EXERCISE REQUIREMENTS: Copy each line that contains the string "LoopFrame", taking them from the material.

DATA EXTRACTS:
use std::sync::LazyLock;

use clap::Parser as _;
use cli::Cli;
use color_eyre::{eyre::Context as _, Result};
use interpreter::Interpreter;

mod cli;

pub static ARGS: LazyLock<Cli> = LazyLock::new(Cli::parse);

fn main() -> Result<()> {
    color_eyre::install()?;
    env_logger::Builder::from_env(env_logger::Env::default().default_filter_or("warn")).init();

    let source = match ARGS.source {
        Some(ref source) => std::fs::read(source)
            .wrap_err_with(|| format!("failed to read {}", source.display()))?,
        None => {
            use std::io::{stdin, Read};

            println!("! Live mode. Press ^D to finish.");

            let mut source = Vec::new();
            stdin()
                .read_to_end(&mut source)
                .wrap_err("failed to read from stdin")?;

            source
        }
    };

    let interpreter =
        Interpreter::from_source(&source, ARGS.memory).wrap_err("failed to parse")?;
    interpreter.run().wrap_err("failed to interpret")?;

    Ok(())
}
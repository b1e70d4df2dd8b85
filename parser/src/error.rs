#[derive(Debug, Clone, Copy, PartialEq, Eq, Hash, thiserror::Error)]
pub enum UnbalancedBrackets {
    #[error("bracket at {0} is not closed")]
    UnclosedBracket(usize),
    #[error("bracket at {0} doesn't have a corresponding opening bracket")]
    UnopenedBracket(usize),
}
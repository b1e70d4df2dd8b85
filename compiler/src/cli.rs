use std::path::PathBuf;

#[derive(Debug, Clone, clap::Parser)]
#[command(version, about = "Compiles brainfuck into assembly.")]
pub struct Cli {
    #[arg(help = "Path to file with source code")]
    pub source: Option<PathBuf>,
    #[arg(short, long, default_value = "out.s", help = "Path to output file")]
    pub output: PathBuf,
    #[arg(
        short,
        long,
        help = "Target to compile for (e.g. aarch64-apple-darwin), defaults to the host"
    )]
    pub target: Option<String>,
}
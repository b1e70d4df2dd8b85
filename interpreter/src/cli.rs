use std::path::PathBuf;

#[derive(Debug, Clone, clap::Parser)]
#[command(version, about = "Runs brainfuck using interpreter.")]
pub struct Cli {
    #[arg(help = "Path to file with source code")]
    pub source: Option<PathBuf>,
    #[arg(
        short,
        long,
        default_value_t = interpreter::MEMORY_SIZE,
        help = "Number of memory cells"
    )]
    pub memory: usize,
}
pub use interpreter::{Interpreter, InterpreterError, MEMORY_SIZE};

mod interpreter;
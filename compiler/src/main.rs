use std::sync::LazyLock;

use clap::Parser as _;
use cli::Cli;
use color_eyre::{
    eyre::{bail, Context as _},
    Result,
};
use compiler::{Compiler, TargetProfile};

mod cli;

pub static ARGS: LazyLock<Cli> = LazyLock::new(Cli::parse);

fn main() -> Result<()> {
    color_eyre::install()?;
    env_logger::Builder::from_env(env_logger::Env::default().default_filter_or("warn")).init();

    let Some(ref src) = ARGS.source else {
        bail!("source file is not specified");
    };
    let contents = std::fs::read(src)
        .wrap_err_with(|| format!("failed to read {}", src.display()))?;

    let profile = match ARGS.target {
        Some(ref triple) => TargetProfile::from_triple(triple)?,
        None => TargetProfile::host()?,
    };

    let compiler = Compiler::new(profile);
    let mut assembly = Vec::new();
    let report = compiler
        .compile(&contents, &mut assembly)
        .wrap_err("failed to compile")?;

    if !report.is_clean() {
        bail!(
            "{} unmatched bracket(s), not writing {}",
            report.diagnostics.len(),
            ARGS.output.display()
        );
    }

    std::fs::write(&ARGS.output, assembly)
        .wrap_err_with(|| format!("failed to write {}", ARGS.output.display()))?;

    Ok(())
}
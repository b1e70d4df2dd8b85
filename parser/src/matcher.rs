use std::fmt::Display;

use crate::UnbalancedBrackets;

/// Identifier of a single loop, unique within one scan.
#[derive(Debug, Clone, Copy, PartialEq, Eq, PartialOrd, Ord, Hash)]
pub struct Label(pub u32);

impl Display for Label {
    fn fmt(&self, f: &mut std::fmt::Formatter<'_>) -> std::fmt::Result {
        write!(f, "L{}", self.0)
    }
}

#[derive(Debug, Clone, Copy, PartialEq, Eq, Hash)]
pub struct LoopFrame {
    pub label: Label,
    pub position: usize,
}

/// Bracket matcher handing out a fresh [`Label`] for every opened loop.
///
/// Closing always pops the innermost open loop, so labels nest the same way
/// brackets do regardless of depth.
#[derive(Debug, Clone, Default, PartialEq, Eq, Hash)]
pub struct LoopMatcher {
    stack: Vec<LoopFrame>,
    next_label: u32,
}

impl LoopMatcher {
    pub fn new() -> Self {
        Self::default()
    }

    pub fn open(&mut self, position: usize) -> Label {
        let label = Label(self.next_label);
        self.next_label += 1;

        self.stack.push(LoopFrame { label, position });

        label
    }

    /// Pops the innermost loop. An unmatched close leaves the stack untouched.
    pub fn close(&mut self, position: usize) -> Result<Label, UnbalancedBrackets> {
        self.stack
            .pop()
            .map(|frame| frame.label)
            .ok_or(UnbalancedBrackets::UnopenedBracket(position))
    }

    /// Consumes the matcher, reporting every loop still open, outermost first.
    pub fn finish(self) -> Vec<UnbalancedBrackets> {
        self.stack
            .into_iter()
            .map(|frame| UnbalancedBrackets::UnclosedBracket(frame.position))
            .collect()
    }

    pub fn depth(&self) -> usize {
        self.stack.len()
    }

    /// Number of labels handed out so far.
    pub const fn allocated(&self) -> u32 {
        self.next_label
    }
}

#[cfg(test)]
mod tests {
    use super::*;
    use crate::{Scanner, Token};
    use proptest::prelude::*;

    /// Returns the (open, close) label sequences and any errors.
    fn walk(source: &[u8]) -> (Vec<Label>, Vec<Label>, Vec<UnbalancedBrackets>) {
        let mut matcher = LoopMatcher::new();
        let (mut opened, mut closed, mut errors) = (Vec::new(), Vec::new(), Vec::new());

        for token in Scanner::unbounded(source) {
            match token {
                Token::LoopStart { position } => opened.push(matcher.open(position)),
                Token::LoopEnd { position } => match matcher.close(position) {
                    Ok(label) => closed.push(label),
                    Err(err) => errors.push(err),
                },
                _ => {}
            }
        }

        errors.extend(matcher.finish());

        (opened, closed, errors)
    }

    #[test]
    fn empty_program_is_balanced() {
        let matcher = LoopMatcher::new();

        assert_eq!(matcher.depth(), 0);
        assert!(matcher.finish().is_empty());
    }

    #[test]
    fn nested_and_sibling_loops() {
        let (opened, closed, errors) = walk(b"[[][[]]][]");

        assert!(errors.is_empty());
        assert_eq!(
            opened,
            [0, 1, 2, 3, 4].map(Label).to_vec(),
        );
        assert_eq!(closed, [1, 3, 2, 0, 4].map(Label).to_vec());
    }

    #[test]
    fn unopened_bracket_keeps_scanning() {
        let (opened, closed, errors) = walk(b"+]-[]]");

        assert_eq!(opened, vec![Label(0)]);
        assert_eq!(closed, vec![Label(0)]);
        assert_eq!(
            errors,
            vec![
                UnbalancedBrackets::UnopenedBracket(1),
                UnbalancedBrackets::UnopenedBracket(5),
            ]
        );
    }

    #[test]
    fn unclosed_brackets_reported_outermost_first() {
        let (_, _, errors) = walk(b"[ [ [ ]");

        assert_eq!(
            errors,
            vec![
                UnbalancedBrackets::UnclosedBracket(0),
                UnbalancedBrackets::UnclosedBracket(2),
            ]
        );
    }

    #[test]
    fn labels_are_not_reused_after_close() {
        let mut matcher = LoopMatcher::new();
        let first = matcher.open(0);
        matcher.close(1).unwrap();
        let second = matcher.open(2);

        assert_ne!(first, second);
        assert_eq!(matcher.allocated(), 2);
    }

    #[test]
    fn label_display() {
        assert_eq!(Label(42).to_string(), "L42");
    }

    fn balanced() -> impl Strategy<Value = String> {
        let leaf = prop_oneof![Just(String::new()), Just("+".to_owned()), Just(">".to_owned())];

        leaf.prop_recursive(6, 64, 4, |inner| {
            prop_oneof![
                inner.clone().prop_map(|body| format!("[{body}]")),
                (inner.clone(), inner).prop_map(|(a, b)| format!("{a}{b}")),
            ]
        })
    }

    proptest! {
        #[test]
        fn balanced_programs_use_distinct_labels(source in balanced()) {
            let loops = source.bytes().filter(|&b| b == b'[').count();
            let (opened, mut closed, errors) = walk(source.as_bytes());

            prop_assert!(errors.is_empty());
            prop_assert_eq!(opened.len(), loops);
            prop_assert_eq!(closed.len(), loops);

            closed.sort();
            prop_assert_eq!(closed, opened);
        }

        #[test]
        fn excess_closes_are_reported(source in balanced(), extra in 1usize..4) {
            let source = format!("{source}{}", "]".repeat(extra));
            let (_, _, errors) = walk(source.as_bytes());

            prop_assert_eq!(errors.len(), extra);
            prop_assert!(errors
                .iter()
                .all(|e| matches!(e, UnbalancedBrackets::UnopenedBracket(_))));
        }

        #[test]
        fn excess_opens_are_reported(source in balanced(), extra in 1usize..4) {
            let source = format!("{}{source}", "[".repeat(extra));
            let (_, _, errors) = walk(source.as_bytes());

            prop_assert_eq!(errors.len(), extra);
            prop_assert!(errors
                .iter()
                .all(|e| matches!(e, UnbalancedBrackets::UnclosedBracket(_))));
        }
    }
}
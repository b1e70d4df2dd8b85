pub use codegen::{Emitter, Unit};
pub use compiler::{Compiler, Report};
pub use target::{Arch, Platform, TargetError, TargetProfile};

mod codegen;
mod compiler;
mod target;
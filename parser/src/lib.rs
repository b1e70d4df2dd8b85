pub use error::UnbalancedBrackets;
pub use instruction::Instruction;
pub use matcher::{Label, LoopFrame, LoopMatcher};
pub use scanner::{Command, Run, Scanner, Token};

mod error;
mod instruction;
mod matcher;
mod scanner;

/// Builds a flat instruction list with resolved jump targets, used by the
/// interpreter. Unlike the compiler's scan, any bracket error is fatal here.
#[derive(Debug, Clone, PartialEq, Eq, Hash)]
pub struct Parser<'a> {
    scanner: Scanner<'a>,
    instructions: Vec<Instruction>,
    matcher: LoopMatcher,
    jump_stack: Vec<usize>,
}

impl<'a> Parser<'a> {
    pub fn new(contents: &'a [u8]) -> Self {
        Self {
            scanner: Scanner::unbounded(contents),
            instructions: Vec::new(),
            matcher: LoopMatcher::new(),
            jump_stack: Vec::new(),
        }
    }

    pub fn parse(mut self) -> Result<Vec<Instruction>, UnbalancedBrackets> {
        while let Some(token) = self.scanner.next() {
            let instruction = match token {
                Token::Run(run) => Self::lower_run(run),
                Token::Output => Instruction::Out,
                Token::Input => Instruction::In,
                Token::LoopStart { position } => {
                    self.matcher.open(position);
                    self.jump_stack.push(self.instructions.len());

                    Instruction::JumpIfZero(0)
                }
                Token::LoopEnd { position } => {
                    self.matcher.close(position)?;
                    // the matcher and the jump stack move in lockstep
                    let idx = self.jump_stack.pop().unwrap_or_default();

                    self.instructions[idx] = Instruction::JumpIfZero(self.instructions.len());

                    Instruction::JumpIfNotZero(idx)
                }
            };

            match instruction {
                Instruction::Add(0) | Instruction::Move(0) => {}
                _ => self.instructions.push(instruction),
            }
        }

        if let Some(err) = self.matcher.finish().into_iter().next() {
            return Err(err);
        }

        Ok(self.instructions)
    }

    fn lower_run(run: Run) -> Instruction {
        // only the low byte matters for cells
        let low = (run.count % 256) as u8;

        match run.command {
            Command::Increment => Instruction::Add(low),
            Command::Decrement => Instruction::Add(low.wrapping_neg()),
            Command::MoveRight => Instruction::Move(run.count as isize),
            Command::MoveLeft => Instruction::Move(-(run.count as isize)),
            Command::Output | Command::Input | Command::LoopStart | Command::LoopEnd => {
                unreachable!("scanner only folds mutation commands")
            }
        }
    }
}
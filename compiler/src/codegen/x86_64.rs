use std::io::{self, Write};

use parser::Command;

use super::Unit;
use crate::target::TargetProfile;

// AT&T syntax; rbp push plus 16 bytes for the saved cursor keeps calls aligned
pub(super) fn prologue(out: &mut impl Write, profile: &TargetProfile) -> io::Result<()> {
    let cursor = profile.cursor_register;

    writeln!(out, "{}:", profile.symbol("main"))?;
    writeln!(out, "\tpushq %rbp")?;
    writeln!(out, "\tmovq %rsp, %rbp")?;
    writeln!(out, "\tsubq $16, %rsp")?;
    writeln!(out, "\tmovq %{cursor}, -8(%rbp)")?;
    writeln!(out, "\tleaq {}(%rip), %{cursor}", profile.symbol("ARRAY"))
}

pub(super) fn unit(out: &mut impl Write, profile: &TargetProfile, unit: Unit) -> io::Result<()> {
    let cursor = profile.cursor_register;

    match unit {
        Unit::Run(run) => {
            let n = run.count;

            match run.command {
                Command::MoveRight => writeln!(out, "\taddq ${n}, %{cursor}"),
                Command::MoveLeft => writeln!(out, "\tsubq ${n}, %{cursor}"),
                Command::Increment | Command::Decrement => {
                    let op = if run.command == Command::Increment {
                        "addl"
                    } else {
                        "subl"
                    };

                    writeln!(out, "\tmovzbl (%{cursor}), %eax")?;
                    writeln!(out, "\t{op} ${n}, %eax")?;
                    writeln!(out, "\tmovb %al, (%{cursor})")
                }
                _ => Ok(()),
            }
        }
        Unit::Output => {
            writeln!(out, "\tmovzbl (%{cursor}), %edi")?;
            writeln!(out, "\tcall {}", profile.symbol("putchar"))
        }
        Unit::Input => {
            writeln!(out, "\tcall {}", profile.symbol("getchar"))?;
            writeln!(out, "\tmovb %al, (%{cursor})")
        }
        Unit::LoopStart(label) => {
            writeln!(out, "{label}_start:")?;
            writeln!(out, "\tmovzbl (%{cursor}), %edi")?;
            writeln!(out, "\ttestb %dil, %dil")?;
            writeln!(out, "\tje {label}_end")?;
            writeln!(out, "{label}_body:")
        }
        Unit::LoopEnd(label) => {
            writeln!(out, "\tjmp {label}_start")?;
            writeln!(out, "{label}_end:")
        }
    }
}

pub(super) fn epilogue(out: &mut impl Write, profile: &TargetProfile) -> io::Result<()> {
    writeln!(out, "\tmovq -8(%rbp), %{}", profile.cursor_register)?;
    writeln!(out, "\tmovl $0, %eax")?;
    writeln!(out, "\tleave")?;
    writeln!(out, "\tret")
}
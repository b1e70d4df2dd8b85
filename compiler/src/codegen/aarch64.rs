use std::io::{self, Write};

use parser::Command;

use super::Unit;
use crate::target::{Platform, TargetProfile};

// x29/x30 and the cursor share one 32-byte frame, keeping sp 16-byte aligned
pub(super) fn prologue(out: &mut impl Write, profile: &TargetProfile) -> io::Result<()> {
    let cursor = profile.cursor_register;
    let array = profile.symbol("ARRAY");

    writeln!(out, "\t.p2align 2")?;
    writeln!(out, "{}:", profile.symbol("main"))?;
    writeln!(out, "\tstp x29, x30, [sp, #-32]!")?;
    writeln!(out, "\tmov x29, sp")?;
    writeln!(out, "\tstr {cursor}, [sp, #16]")?;

    match profile.platform {
        Platform::Apple => {
            writeln!(out, "\tadrp {cursor}, {array}@PAGE")?;
            writeln!(out, "\tadd {cursor}, {cursor}, {array}@PAGEOFF")
        }
        Platform::Elf => {
            writeln!(out, "\tadrp {cursor}, {array}")?;
            writeln!(out, "\tadd {cursor}, {cursor}, :lo12:{array}")
        }
    }
}

pub(super) fn unit(out: &mut impl Write, profile: &TargetProfile, unit: Unit) -> io::Result<()> {
    let cursor = profile.cursor_register;

    match unit {
        Unit::Run(run) => {
            let n = run.count;

            match run.command {
                Command::MoveRight => writeln!(out, "\tadd {cursor}, {cursor}, #{n}"),
                Command::MoveLeft => writeln!(out, "\tsub {cursor}, {cursor}, #{n}"),
                Command::Increment | Command::Decrement => {
                    let op = if run.command == Command::Increment {
                        "add"
                    } else {
                        "sub"
                    };

                    // strb keeps the low byte, which is the modulo 256 wrap
                    writeln!(out, "\tldrb w0, [{cursor}]")?;
                    writeln!(out, "\t{op} w0, w0, #{n}")?;
                    writeln!(out, "\tstrb w0, [{cursor}]")
                }
                _ => Ok(()),
            }
        }
        Unit::Output => {
            writeln!(out, "\tldrb w0, [{cursor}]")?;
            writeln!(out, "\tbl {}", profile.symbol("putchar"))
        }
        Unit::Input => {
            writeln!(out, "\tbl {}", profile.symbol("getchar"))?;
            writeln!(out, "\tstrb w0, [{cursor}]")
        }
        Unit::LoopStart(label) => {
            writeln!(out, "{label}_start:")?;
            writeln!(out, "\tldrb w0, [{cursor}]")?;
            // b.cond/cbz only reach +-1MiB, so branch over an unconditional b
            writeln!(out, "\tcbnz w0, {label}_body")?;
            writeln!(out, "\tb {label}_end")?;
            writeln!(out, "{label}_body:")
        }
        Unit::LoopEnd(label) => {
            writeln!(out, "\tb {label}_start")?;
            writeln!(out, "{label}_end:")
        }
    }
}

pub(super) fn epilogue(out: &mut impl Write, profile: &TargetProfile) -> io::Result<()> {
    writeln!(out, "\tldr {}, [sp, #16]", profile.cursor_register)?;
    writeln!(out, "\tldp x29, x30, [sp], #32")?;
    writeln!(out, "\tmov w0, #0")?;
    writeln!(out, "\tret")
}
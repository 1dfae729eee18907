//! Translates histogram axis and cut expressions into canonical symbolic expression trees.
//!
//! An expression is given as a one-line string ([`Source::Text`]) or as a function returning one
//! expression ([`Source::Function`]). Translation validates the expression, folds constant
//! subexpressions, flattens chains of associative operators, moves constants to the right of
//! comparisons, and brings logical combinations into disjunctive normal form, so that equivalent
//! spellings of an expression produce equal [`Expr`]s.
//!
//! ```
//! use hist_expr::{translate, Source};
//!
//! let a = translate(Source::Text("5 < x and not y >= 2")).unwrap();
//! let b = translate(Source::Function("lambda x, y: y < 2 and x > 5")).unwrap();
//! assert_eq!(a.expr.to_string(), "x > 5 and y < 2");
//! assert_eq!(b.expr.to_string(), "y < 2 and x > 5");
//! ```

pub mod canon;
pub mod dim;
pub mod error;
pub mod expr;
pub mod logic;
pub mod registry;
pub mod source;
pub mod translate;

pub use dim::Dim;
pub use error::Error;
pub use expr::{BinOp, Comparison, Expr, UnaryOp, Value};
pub use registry::Registry;
pub use source::Source;
pub use translate::Translator;

use tracing::debug;

/// Translates the source into a [`Dim`], resolving function calls through the default
/// [`Registry`].
///
/// The returned [`Dim`] has no names; use [`Dim::with_names`] to fill them in.
pub fn translate(source: Source) -> Result<Dim, Error> {
    translate_with(source, Registry::default_registry())
}

/// Translates the source into a [`Dim`], resolving function calls through the given registry.
#[tracing::instrument(level = "debug", skip(registry))]
pub fn translate_with(source: Source, registry: &Registry) -> Result<Dim, Error> {
    let node = source.expression()?;
    let expr = Translator::new(registry).translate(&node)?;
    debug!(%expr, "translated");
    Ok(Dim::new(expr))
}

#[cfg(test)]
mod tests {
    use super::*;

    fn assert_send_sync<T: Send + Sync>() {}

    #[test]
    fn thread_safe() {
        assert_send_sync::<Expr>();
        assert_send_sync::<Dim>();
        assert_send_sync::<Registry>();
        assert_send_sync::<Error>();
    }

    #[test]
    fn deep_nesting_is_a_syntax_error() {
        let source = format!("{}x{} > 1", "(".repeat(1000), ")".repeat(1000));
        let err = translate(Source::Text(&source)).unwrap_err();
        assert!(err.is_syntax(), "expected syntax error, got {:?}", err);
        assert_eq!(err.to_string(), "expression is nested too deeply");
    }

    #[test]
    fn nesting_below_limit_translates() {
        let source = format!("{}-x{} > 1", "(".repeat(60), ")".repeat(60));
        assert_eq!(translate(Source::Text(&source)).unwrap().expr.to_string(), "-x > 1");

        let source = format!("x{} > 1", " + y".repeat(60));
        let dim = translate(Source::Text(&source)).unwrap();
        assert_eq!(dim.expr.post_order_iter().count(), 63);
    }

    #[test]
    fn translate_across_threads() {
        let handles = (0..4)
            .map(|i| std::thread::spawn(move || {
                let source = format!("{} <= x < {}", i, i + 10);
                translate(Source::Text(&source)).map(|dim| dim.expr)
            }))
            .collect::<Vec<_>>();
        for (i, handle) in handles.into_iter().enumerate() {
            let expr = handle.join().unwrap().unwrap();
            assert_eq!(expr.to_string(), format!("{} <= x < {}", i, i + 10));
        }
    }
}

OUTPUT FOR THIS EXERCISE:
pub struct LoopFrame {
    stack: Vec<LoopFrame>,
        self.stack.push(LoopFrame { label, position });
pub use matcher::{Label, LoopFrame, LoopMatcher};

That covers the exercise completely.